Supplied records Start Marker

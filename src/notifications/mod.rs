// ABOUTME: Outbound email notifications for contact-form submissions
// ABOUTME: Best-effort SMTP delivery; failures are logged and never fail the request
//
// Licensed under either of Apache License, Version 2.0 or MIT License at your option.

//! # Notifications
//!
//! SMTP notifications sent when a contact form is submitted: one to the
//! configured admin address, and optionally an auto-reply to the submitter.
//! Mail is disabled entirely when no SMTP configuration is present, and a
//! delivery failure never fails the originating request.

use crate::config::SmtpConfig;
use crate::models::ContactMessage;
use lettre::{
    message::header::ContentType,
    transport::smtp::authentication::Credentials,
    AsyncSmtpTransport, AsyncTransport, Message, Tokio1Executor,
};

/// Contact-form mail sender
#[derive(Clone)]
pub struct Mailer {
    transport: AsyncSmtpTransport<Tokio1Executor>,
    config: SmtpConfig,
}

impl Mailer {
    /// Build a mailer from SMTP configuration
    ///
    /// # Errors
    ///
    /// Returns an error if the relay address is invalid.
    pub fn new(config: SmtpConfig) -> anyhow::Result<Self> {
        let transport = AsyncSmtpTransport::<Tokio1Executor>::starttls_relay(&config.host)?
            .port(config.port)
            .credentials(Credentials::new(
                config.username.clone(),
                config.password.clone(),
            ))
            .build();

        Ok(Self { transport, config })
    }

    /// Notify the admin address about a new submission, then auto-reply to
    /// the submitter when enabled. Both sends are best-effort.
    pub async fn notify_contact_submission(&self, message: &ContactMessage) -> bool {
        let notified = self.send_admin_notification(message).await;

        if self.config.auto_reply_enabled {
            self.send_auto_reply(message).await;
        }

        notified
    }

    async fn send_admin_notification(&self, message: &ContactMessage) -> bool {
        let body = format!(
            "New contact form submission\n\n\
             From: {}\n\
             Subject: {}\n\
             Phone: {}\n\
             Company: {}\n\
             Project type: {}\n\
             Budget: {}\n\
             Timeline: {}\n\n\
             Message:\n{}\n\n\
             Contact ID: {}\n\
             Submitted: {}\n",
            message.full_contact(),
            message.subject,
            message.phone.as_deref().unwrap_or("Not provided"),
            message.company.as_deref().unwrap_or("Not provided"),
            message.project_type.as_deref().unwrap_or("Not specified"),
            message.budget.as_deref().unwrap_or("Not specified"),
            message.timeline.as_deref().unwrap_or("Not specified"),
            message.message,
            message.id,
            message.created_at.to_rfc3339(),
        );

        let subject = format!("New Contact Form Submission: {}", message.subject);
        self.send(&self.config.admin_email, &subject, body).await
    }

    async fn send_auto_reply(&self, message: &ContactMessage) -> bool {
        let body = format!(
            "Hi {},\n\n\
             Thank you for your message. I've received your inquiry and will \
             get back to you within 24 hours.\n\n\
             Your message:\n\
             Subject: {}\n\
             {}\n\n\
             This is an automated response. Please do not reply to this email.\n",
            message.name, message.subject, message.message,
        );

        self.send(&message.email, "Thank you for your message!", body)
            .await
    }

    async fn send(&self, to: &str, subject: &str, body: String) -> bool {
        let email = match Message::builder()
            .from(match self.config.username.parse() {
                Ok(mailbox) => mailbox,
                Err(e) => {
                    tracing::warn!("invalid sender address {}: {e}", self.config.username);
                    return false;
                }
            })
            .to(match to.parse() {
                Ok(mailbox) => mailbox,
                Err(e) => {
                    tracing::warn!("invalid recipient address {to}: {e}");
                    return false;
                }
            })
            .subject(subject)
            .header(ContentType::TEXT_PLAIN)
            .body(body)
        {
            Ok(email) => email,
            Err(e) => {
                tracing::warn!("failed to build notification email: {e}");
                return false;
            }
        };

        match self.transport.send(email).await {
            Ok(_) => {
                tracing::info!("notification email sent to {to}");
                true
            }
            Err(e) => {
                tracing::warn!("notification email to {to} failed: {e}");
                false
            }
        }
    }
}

Supplied records End Marker

If a line in the records contains "warn", report it.

                    tracing::warn!("invalid sender address {}: {e}", self.config.username);
                    tracing::warn!("invalid recipient address {to}: {e}");
                tracing::warn!("failed to build notification email: {e}");
                tracing::warn!("notification email to {to} failed: {e}");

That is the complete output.